The alpha release proves a narrow, high-confidence path through that model. It does not claim every provider, plugin category, or self-service deployment workflow is production-ready.
Install the core alpha package from PyPI:
python -m pip install "floe-core==0.1.0a1"Install the main published alpha runtime surface:
python -m pip install \
"floe-core==0.1.0a1" \
"floe-iceberg==0.1.0a1" \
"floe-orchestrator-dagster==0.1.0a1" \
"floe-catalog-polaris==0.1.0a1" \
"floe-storage-minio==0.1.0a1" \
"floe-compute-duckdb==0.1.0a1" \
"floe-dbt-core==0.1.0a1" \
"floe-ingestion-dlt==0.1.0a1" \
"floe-telemetry-jaeger==0.1.0a1" \
"floe-lineage-marquez==0.1.0a1" \
"floe-quality-gx==0.1.0a1" \
"floe-rbac-k8s==0.1.0a1" \
"floe-network-security-k8s==0.1.0a1"AWS provider compatibility packages are also published for live validation against isolated AWS test infrastructure:
python -m pip install \
"floe-storage-aws-s3==0.1.0a1" \
"floe-catalog-glue==0.1.0a1"The complete publish/exclude cutline is in release/floe-release.yaml.

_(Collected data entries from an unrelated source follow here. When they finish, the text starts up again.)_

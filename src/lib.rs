//! # Recipe Manager
//!
//! Client side of a recipe-management application: recipes, categories, a
//! weekly meal planner, grocery lists, accounts, sharing and an admin
//! dashboard. The REST backend lives elsewhere.
//!
//! ## Modules
//!
//! - [`models`]: Records exchanged with the backend
//! - [`forms`]: Form state and validation
//! - [`planner`]: Sunday-based weeks and the meal plan grid
//! - [`search`]: Search box debounce and query resolution
//! - [`grocery`]: Recipe selection, check-off list and exports
//! - [`display`]: Star ratings, durations, image and share URLs
//!
//! With the `client` feature (on by default):
//!
//! - [`client`]: `reqwest` client for the REST backend
//! - [`config`]: TOML configuration with environment overrides
//! - [`session`]: Token persistence between runs
//!
//! ## Quick Start
//!
//! ```rust,no_run
//! use recipe_manager::{Config, RecipeClient, SearchState};
//!
//! #[tokio::main]
//! async fn main() -> Result<(), Box<dyn std::error::Error>> {
//!     let config = Config::load_default();
//!     let client = RecipeClient::new(&config.api)?;
//!
//!     let search = SearchState {
//!         term: "pasta".to_string(),
//!         category_id: None,
//!     };
//!     let recipes = client.find_recipes(&search.query()).await?;
//!     println!("{}", search.summary(recipes.len()));
//!
//!     Ok(())
//! }
//! ```

pub mod display;
pub mod forms;
pub mod grocery;
pub mod models;
pub mod planner;
pub mod search;

#[cfg(feature = "client")]
pub mod client;
#[cfg(feature = "client")]
pub mod config;
#[cfg(feature = "client")]
pub mod error;
#[cfg(feature = "client")]
pub mod session;

// Re-export top-level types for convenience
pub use models::{
    AdminStats, AdminUserUpdate, AuthResponse, Category, CategoryInput, GroceryItem, GroceryList,
    Ingredient, IngredientInput, MealPlan, MealPlanInput, MealPlanUpdate, MealType, Recipe,
    RecipeInput, Token, User,
};

pub use forms::{
    CategoryForm, FormMode, ImageFile, IngredientField, IngredientRow, LoginForm, RecipeForm,
    RegisterForm, ValidationError,
};

pub use planner::{CellAction, Week, WeekGrid};

pub use search::{Debouncer, RecipeQuery, SearchState, SEARCH_DEBOUNCE_MS};

pub use grocery::{Checklist, RecipeSelection};

#[cfg(feature = "client")]
pub use client::{AdminDashboard, MealPlanFilter, RecipeClient};

#[cfg(feature = "client")]
pub use config::{ApiConfig, Config, ConfigError, LoggingConfig, SessionConfig};

#[cfg(feature = "client")]
pub use error::{ClientError, ClientResult};

#[cfg(feature = "client")]
pub use session::{SessionError, SessionStore};
#[cfg(test)]
mod tests {
    use super::*;

    fn recipe_json() -> serde_json::Value {
        serde_json::json!({
            "id": 7,
            "title": "Pancakes",
            "instructions": "Mix and fry",
            "prep_time": 10,
            "cook_time": 15,
            "is_public": false,
            "ingredients": [
                {"id": 1, "recipe_id": 7, "name": "Flour", "amount": "2", "unit": "cups"}
            ],
            "created_at": "2024-03-01T10:00:00Z"
        })
    }

    #[test]
    fn test_recipe_deserializes_with_missing_optionals() {
        let recipe: Recipe = serde_json::from_value(recipe_json()).unwrap();
        assert_eq!(recipe.title, "Pancakes");
        assert_eq!(recipe.total_time(), 25);
        assert!(!recipe.has_nutrition());
        assert_eq!(recipe.ingredients[0].amount.as_deref(), Some("2"));
        assert!(recipe.category.is_none());
    }

    #[test]
    fn test_share_token_hidden_when_private() {
        let mut recipe: Recipe = serde_json::from_value(recipe_json()).unwrap();
        recipe.share_token = Some("abc".to_string());
        assert_eq!(recipe.active_share_token(), None);
        recipe.is_public = true;
        assert_eq!(recipe.active_share_token(), Some("abc"));
    }

    #[test]
    fn test_recipe_input_omits_absent_fields() {
        let input = RecipeInput {
            title: "Toast".to_string(),
            ..Default::default()
        };
        let json = serde_json::to_value(&input).unwrap();
        assert_eq!(json, serde_json::json!({"title": "Toast", "ingredients": []}));
    }

    #[test]
    fn test_meal_type_parse_is_case_insensitive() {
        assert_eq!("Dinner".parse::<MealType>().unwrap(), MealType::Dinner);
        assert_eq!(" SNACK ".parse::<MealType>().unwrap(), MealType::Snack);
        let err = "brunch".parse::<MealType>().unwrap_err();
        assert!(err.to_string().contains("brunch"));
    }

    #[test]
    fn test_meal_plan_wire_format() {
        let plan: MealPlan = serde_json::from_value(serde_json::json!({
            "id": 3,
            "date": "2024-03-05",
            "meal_type": "lunch",
            "recipe_id": 7,
            "notes": null
        }))
        .unwrap();
        assert_eq!(plan.meal_type, MealType::Lunch);
        assert_eq!(plan.date, NaiveDate::from_ymd_opt(2024, 3, 5).unwrap());
        assert_eq!(plan.recipe_title(), None);
    }

    #[test]
    fn test_grocery_item_line() {
        let item = GroceryItem {
            name: "Eggs".to_string(),
            amount: "3".to_string(),
            unit: String::new(),
            recipe_count: 1,
            recipes: vec!["Pancakes".to_string()],
        };
        assert_eq!(item.line(), "3 Eggs");
    }

    #[test]
    fn test_user_display_name_falls_back_to_email() {
        let user = User {
            id: 1,
            email: "cook@example.com".to_string(),
            full_name: Some("  ".to_string()),
            is_active: true,
            is_admin: false,
            created_at: None,
        };
        assert_eq!(user.display_name(), "cook@example.com");
    }

    #[test]
    fn test_string_detail() {
        assert_eq!(
            detail_message(r#"{"detail": "Recipe not found"}"#).as_deref(),
            Some("Recipe not found")
        );
    }

    #[test]
    fn test_validation_detail() {
        let body = r#"{"detail": [
            {"loc": ["body", "title"], "msg": "field required", "type": "value_error.missing"},
            {"loc": ["body"], "msg": "invalid payload", "type": "value_error"}
        ]}"#;
        assert_eq!(
            detail_message(body).as_deref(),
            Some("title: field required; invalid payload")
        );
    }

    #[test]
    fn test_unrecognized_error_body() {
        assert_eq!(detail_message("<html>Bad Gateway</html>"), None);
        assert_eq!(detail_message(r#"{"detail": ""}"#), None);
        assert_eq!(detail_message(r#"{"error": "nope"}"#), None);
    }
}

The current demo, charts, and contributor validation scripts are repository workflows, not a packaged one-command product installer:
git clone https://github.com/Obsidian-Owl/floe.git
cd floe
git checkout v0.1.0-alpha.1
uv sync --all-extras --dev
make compile-demo
make docs-buildFor the full Customer 360 release-validation path, start with Customer 360 Golden Demo. Contributor remote E2E validation uses the documented contributor remote lane and is intentionally separate from normal package installation.

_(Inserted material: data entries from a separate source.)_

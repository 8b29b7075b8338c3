//! Loading Component
//!
//! Loading spinners and inline error states.

use leptos::*;

/// Full-page loading spinner
#[component]
pub fn Loading() -> impl IntoView {
    view! {
        <div class="flex items-center justify-center py-12">
            <div class="loading-spinner w-8 h-8" />
        </div>
    }
}

/// Inline loading spinner
#[component]
pub fn InlineLoading() -> impl IntoView {
    view! {
        <span class="inline-block loading-spinner w-4 h-4" />
    }
}

/// Inline error banner
#[component]
pub fn ErrorMessage(
    #[prop(into)]
    message: String,
) -> impl IntoView {
    view! {
        <div class="bg-red-50 border border-red-200 text-red-700 px-4 py-3 rounded-lg">
            {message}
        </div>
    }
}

- Customer 360 demo compilation and validation.
- Single-platform Kubernetes deployment using the
floe-platformHelm chart. - Manifest-driven platform and data-product configuration for the documented alpha path.
- Dagster-centered runtime artifact generation for the documented alpha path.
- Queryable logs, traces, metrics, and lineage for supported alpha paths, including Customer 360 proof through Loki-compatible logs, Prometheus-compatible metrics, Jaeger-compatible traces, and Marquez OpenLineage evidence.
- Backend-pluggable observability through the OpenTelemetry Collector and the lineage backend plugin model, without coupling data-product code to a specific backend implementation.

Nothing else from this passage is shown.